#### Supplied material:
--------------------------------------------------
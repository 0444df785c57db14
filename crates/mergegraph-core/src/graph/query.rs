//! SQL construction for the graph store.
//!
//! Not every value can be bound as a statement parameter (recursive CTEs and
//! dynamically composed filters are assembled as text), so every literal that
//! reaches a query goes through one of the escaping functions here:
//! - [`quote_literal`] for string values
//! - [`escape_like`] for `LIKE` patterns (used with `ESCAPE '\'`)
//! - [`property_key`] for JSON property paths
//! - [`build_fts5_query`] for full-text `MATCH` expressions

use crate::config::{is_identifier, GraphConfig};
use crate::error::{MergeGraphError, Result};
use regex::Regex;
use serde_json::Value;
use std::sync::LazyLock;

/// Characters that force quoting of an FTS5 term.
static FTS5_SPECIAL_CHARS: LazyLock<Regex> =
    LazyLock::new(|| Regex::new(r#"[^\p{L}\p{N}]"#).unwrap());

/// Columns selected for every node query, in row order.
pub const NODE_COLUMNS: &str = "n.id, n.labels, n.properties";

/// Columns selected for every relationship query, in row order.
pub const RELATIONSHIP_COLUMNS: &str = "r.id, r.source, r.target, r.rel_type, r.properties";

fn invalid(message: impl Into<String>) -> MergeGraphError {
    MergeGraphError::Query {
        message: message.into(),
    }
}

/// Quote a string as an SQL literal, doubling embedded single quotes.
///
/// NUL characters are rejected since SQLite truncates text at them.
pub fn quote_literal(value: &str) -> Result<String> {
    if value.contains('\0') {
        return Err(invalid("string literal contains a NUL character"));
    }
    Ok(format!("'{}'", value.replace('\'', "''")))
}

/// Escape `LIKE` wildcards and the escape character itself.
pub fn escape_like(value: &str) -> String {
    let mut escaped = String::with_capacity(value.len());
    for c in value.chars() {
        if matches!(c, '\\' | '%' | '_') {
            escaped.push('\\');
        }
        escaped.push(c);
    }
    escaped
}

/// Validate a property name for use in a JSON path.
pub fn validate_key(key: &str) -> Result<&str> {
    if is_identifier(key) {
        Ok(key)
    } else {
        Err(invalid(format!("invalid property key: {:?}", key)))
    }
}

/// SQL expression reading property `key` of node alias `n`.
///
/// `id` maps to the primary key column.
pub fn property_key(key: &str) -> Result<String> {
    let key = validate_key(key)?;
    if key == "id" {
        return Ok("n.id".to_string());
    }
    Ok(format!("json_extract(n.properties, '$.{}')", key))
}

/// SQL literal for a scalar JSON value; `None` for null.
pub fn value_literal(value: &Value) -> Result<Option<String>> {
    match value {
        Value::Null => Ok(None),
        Value::Bool(b) => Ok(Some(if *b { "1" } else { "0" }.to_string())),
        Value::Number(n) => Ok(Some(n.to_string())),
        Value::String(s) => quote_literal(s).map(Some),
        Value::Array(_) | Value::Object(_) => {
            Err(invalid("only scalar values can be used as filters"))
        }
    }
}

/// Condition matching nodes carrying `label`.
pub fn label_condition(label: &str) -> Result<String> {
    if !is_identifier(label) {
        return Err(invalid(format!("invalid label: {:?}", label)));
    }
    Ok(format!(
        "n.labels LIKE {} ESCAPE '\\'",
        quote_literal(&format!("%:{}:%", escape_like(label)))?
    ))
}

/// Condition restricting a relationship alias to a type.
pub fn rel_type_condition(alias: &str, rel_type: &str) -> Result<String> {
    if !is_identifier(rel_type) {
        return Err(invalid(format!("invalid relationship type: {:?}", rel_type)));
    }
    Ok(format!("{}.rel_type = {}", alias, quote_literal(rel_type)?))
}

/// Comma separated list of quoted literals.
pub fn literal_list<S: AsRef<str>>(values: &[S]) -> Result<String> {
    values
        .iter()
        .map(|v| quote_literal(v.as_ref()))
        .collect::<Result<Vec<_>>>()
        .map(|v| v.join(", "))
}

/// Escape a term for FTS5 queries.
///
/// Terms containing anything but letters and digits are wrapped in quotes.
pub fn escape_fts5_term(term: &str) -> String {
    if FTS5_SPECIAL_CHARS.is_match(term) {
        let escaped = term.replace('"', "\"\"");
        format!("\"{}\"", escaped)
    } else {
        term.to_string()
    }
}

/// Build an FTS5 query requiring every term, with prefix matching.
///
/// - "mistral slerp" → `mistral* AND slerp*`
/// - "dare_ties" → `"dare_ties"*`
pub fn build_fts5_query(search_term: &str) -> String {
    search_term
        .to_lowercase()
        .split_whitespace()
        .map(|term| format!("{}*", escape_fts5_term(term)))
        .collect::<Vec<_>>()
        .join(" AND ")
}

/// Sort direction.
#[derive(Debug, Clone, Copy, PartialEq, Eq, Default)]
pub enum SortOrder {
    #[default]
    Asc,
    Desc,
}

impl SortOrder {
    fn sql(&self) -> &'static str {
        match self {
            SortOrder::Asc => "ASC",
            SortOrder::Desc => "DESC",
        }
    }
}

/// Fluent builder for node queries.
///
/// Errors from escaping are deferred to [`NodeQuery::build`] so calls can be
/// chained.
#[derive(Debug, Default)]
pub struct NodeQuery {
    conditions: Vec<String>,
    order: Option<(String, SortOrder)>,
    limit: Option<usize>,
    error: Option<MergeGraphError>,
}

impl NodeQuery {
    pub fn new() -> Self {
        Self::default()
    }

    fn push(mut self, condition: Result<String>) -> Self {
        match condition {
            Ok(c) => self.conditions.push(c),
            Err(e) => {
                if self.error.is_none() {
                    self.error = Some(e);
                }
            }
        }
        self
    }

    pub fn label(self, label: &str) -> Self {
        self.push(label_condition(label))
    }

    pub fn without_label(self, label: &str) -> Self {
        self.push(label_condition(label).map(|c| format!("NOT ({})", c)))
    }

    /// Exact match; a null value matches absent properties.
    pub fn where_eq(self, key: &str, value: &Value) -> Self {
        let condition = property_key(key).and_then(|expr| {
            Ok(match value_literal(value)? {
                Some(literal) => format!("{} = {}", expr, literal),
                None => format!("{} IS NULL", expr),
            })
        });
        self.push(condition)
    }

    /// Negated match; absent properties always pass.
    pub fn where_not_eq(self, key: &str, value: &Value) -> Self {
        let condition = property_key(key).and_then(|expr| {
            Ok(match value_literal(value)? {
                Some(literal) => format!("({} IS NULL OR {} != {})", expr, expr, literal),
                None => format!("{} IS NOT NULL", expr),
            })
        });
        self.push(condition)
    }

    pub fn where_not_null(self, key: &str) -> Self {
        self.push(property_key(key).map(|expr| format!("{} IS NOT NULL", expr)))
    }

    /// Nodes with a derivation edge pointing at `base_id`.
    pub fn derived_from(self, base_id: &str) -> Self {
        let condition = quote_literal(base_id).and_then(|base| {
            Ok(format!(
                "EXISTS (SELECT 1 FROM relationships r WHERE r.source = n.id AND {} AND r.target = {})",
                rel_type_condition("r", GraphConfig::DERIVED_FROM)?,
                base
            ))
        });
        self.push(condition)
    }

    pub fn id_in<S: AsRef<str>>(self, ids: &[S]) -> Self {
        if ids.is_empty() {
            return self.push(Ok("0".to_string()));
        }
        self.push(literal_list(ids).map(|list| format!("n.id IN ({})", list)))
    }

    /// Full-text match against the FTS5 table `table`.
    pub fn text_match(self, table: &str, query: &str) -> Self {
        let fts = build_fts5_query(query);
        if fts.is_empty() {
            return self;
        }
        if !is_identifier(table) {
            return self.push(Err(invalid(format!("invalid text index: {:?}", table))));
        }
        self.push(
            quote_literal(&fts)
                .map(|q| format!("n.id IN (SELECT id FROM {} WHERE {} MATCH {})", table, table, q)),
        )
    }

    pub fn order_by(mut self, key: &str, order: SortOrder) -> Self {
        match property_key(key) {
            Ok(expr) => self.order = Some((expr, order)),
            Err(e) => {
                if self.error.is_none() {
                    self.error = Some(e);
                }
            }
        }
        self
    }

    pub fn limit(mut self, limit: Option<usize>) -> Self {
        self.limit = limit;
        self
    }

    fn where_clause(&self) -> String {
        if self.conditions.is_empty() {
            String::new()
        } else {
            format!(" WHERE {}", self.conditions.join(" AND "))
        }
    }

    /// `SELECT` returning [`NODE_COLUMNS`].
    pub fn build(self) -> Result<String> {
        if let Some(e) = self.error {
            return Err(e);
        }
        let mut sql = format!("SELECT {} FROM nodes n{}", NODE_COLUMNS, self.where_clause());
        match &self.order {
            Some((expr, order)) if expr == "n.id" => {
                sql.push_str(&format!(" ORDER BY n.id {}", order.sql()))
            }
            Some((expr, order)) => {
                sql.push_str(&format!(" ORDER BY {} {}, n.id ASC", expr, order.sql()))
            }
            None => sql.push_str(" ORDER BY n.id ASC"),
        }
        if let Some(limit) = self.limit {
            sql.push_str(&format!(" LIMIT {}", limit));
        }
        Ok(sql)
    }

    /// `SELECT COUNT(*)` over the same conditions.
    pub fn build_count(self) -> Result<String> {
        if let Some(e) = self.error {
            return Err(e);
        }
        Ok(format!("SELECT COUNT(*) FROM nodes n{}", self.where_clause()))
    }
}

#[cfg(test)]
mod tests {
    use super::*;
    use serde_json::json;

    #[test]
    fn test_quote_literal() {
        assert_eq!(quote_literal("plain").unwrap(), "'plain'");
        assert_eq!(quote_literal("O'Brien").unwrap(), "'O''Brien'");
        assert_eq!(
            quote_literal("x'); DROP TABLE nodes; --").unwrap(),
            "'x''); DROP TABLE nodes; --'"
        );
        assert_eq!(quote_literal(r"back\slash").unwrap(), r"'back\slash'");
        assert!(quote_literal("nul\0byte").is_err());
    }

    #[test]
    fn test_escape_like() {
        assert_eq!(escape_like("100%_sure"), r"100\%\_sure");
        assert_eq!(escape_like(r"a\b"), r"a\\b");
        assert_eq!(escape_like("Model"), "Model");
    }

    #[test]
    fn test_property_key() {
        assert_eq!(property_key("id").unwrap(), "n.id");
        assert_eq!(
            property_key("average_score").unwrap(),
            "json_extract(n.properties, '$.average_score')"
        );
        assert!(property_key("a.b").is_err());
        assert!(property_key("x') OR 1=1 --").is_err());
        assert!(property_key("").is_err());
    }

    #[test]
    fn test_value_literal() {
        assert_eq!(value_literal(&json!(true)).unwrap().unwrap(), "1");
        assert_eq!(value_literal(&json!(3.5)).unwrap().unwrap(), "3.5");
        assert_eq!(value_literal(&json!("it's")).unwrap().unwrap(), "'it''s'");
        assert!(value_literal(&json!(null)).unwrap().is_none());
        assert!(value_literal(&json!([1])).is_err());
    }

    #[test]
    fn test_build_fts5_query() {
        assert_eq!(build_fts5_query("Mistral slerp"), "mistral* AND slerp*");
        assert_eq!(build_fts5_query("dare_ties"), "\"dare_ties\"*");
        assert_eq!(build_fts5_query("say\"hi"), "\"say\"\"hi\"*");
        assert_eq!(build_fts5_query("   "), "");
    }

    #[test]
    fn test_node_query() {
        let sql = NodeQuery::new()
            .label("Model")
            .without_label("MergedModel")
            .where_eq("license", &json!("mit"))
            .where_eq("private", &json!(false))
            .where_eq("merge_method", &Value::Null)
            .order_by("likes", SortOrder::Desc)
            .limit(Some(10))
            .build()
            .unwrap();

        assert_eq!(
            sql,
            "SELECT n.id, n.labels, n.properties FROM nodes n WHERE \
             n.labels LIKE '%:Model:%' ESCAPE '\\' AND \
             NOT (n.labels LIKE '%:MergedModel:%' ESCAPE '\\') AND \
             json_extract(n.properties, '$.license') = 'mit' AND \
             json_extract(n.properties, '$.private') = 0 AND \
             json_extract(n.properties, '$.merge_method') IS NULL \
             ORDER BY json_extract(n.properties, '$.likes') DESC, n.id ASC LIMIT 10"
        );
    }

    #[test]
    fn test_node_query_defers_errors() {
        let result = NodeQuery::new()
            .where_eq("bad key", &json!(1))
            .label("Model")
            .build();
        assert!(matches!(result, Err(MergeGraphError::Query { .. })));
        assert!(NodeQuery::new().label("Bad:Label").build_count().is_err());
    }

    #[test]
    fn test_where_not_eq_keeps_absent() {
        let sql = NodeQuery::new()
            .where_not_eq("private", &json!(true))
            .build_count()
            .unwrap();
        assert_eq!(
            sql,
            "SELECT COUNT(*) FROM nodes n WHERE (json_extract(n.properties, '$.private') IS NULL \
             OR json_extract(n.properties, '$.private') != 1)"
        );
    }

    #[test]
    fn test_id_in_empty_matches_nothing() {
        let sql = NodeQuery::new().id_in::<String>(&[]).build_count().unwrap();
        assert_eq!(sql, "SELECT COUNT(*) FROM nodes n WHERE 0");
    }
}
--------------------------------------------------
Filter the entries down to the lines holding the string "slerp". Copy each of those lines.

/// - "mistral slerp" → `mistral* AND slerp*`
        assert_eq!(build_fts5_query("Mistral slerp"), "mistral* AND slerp*");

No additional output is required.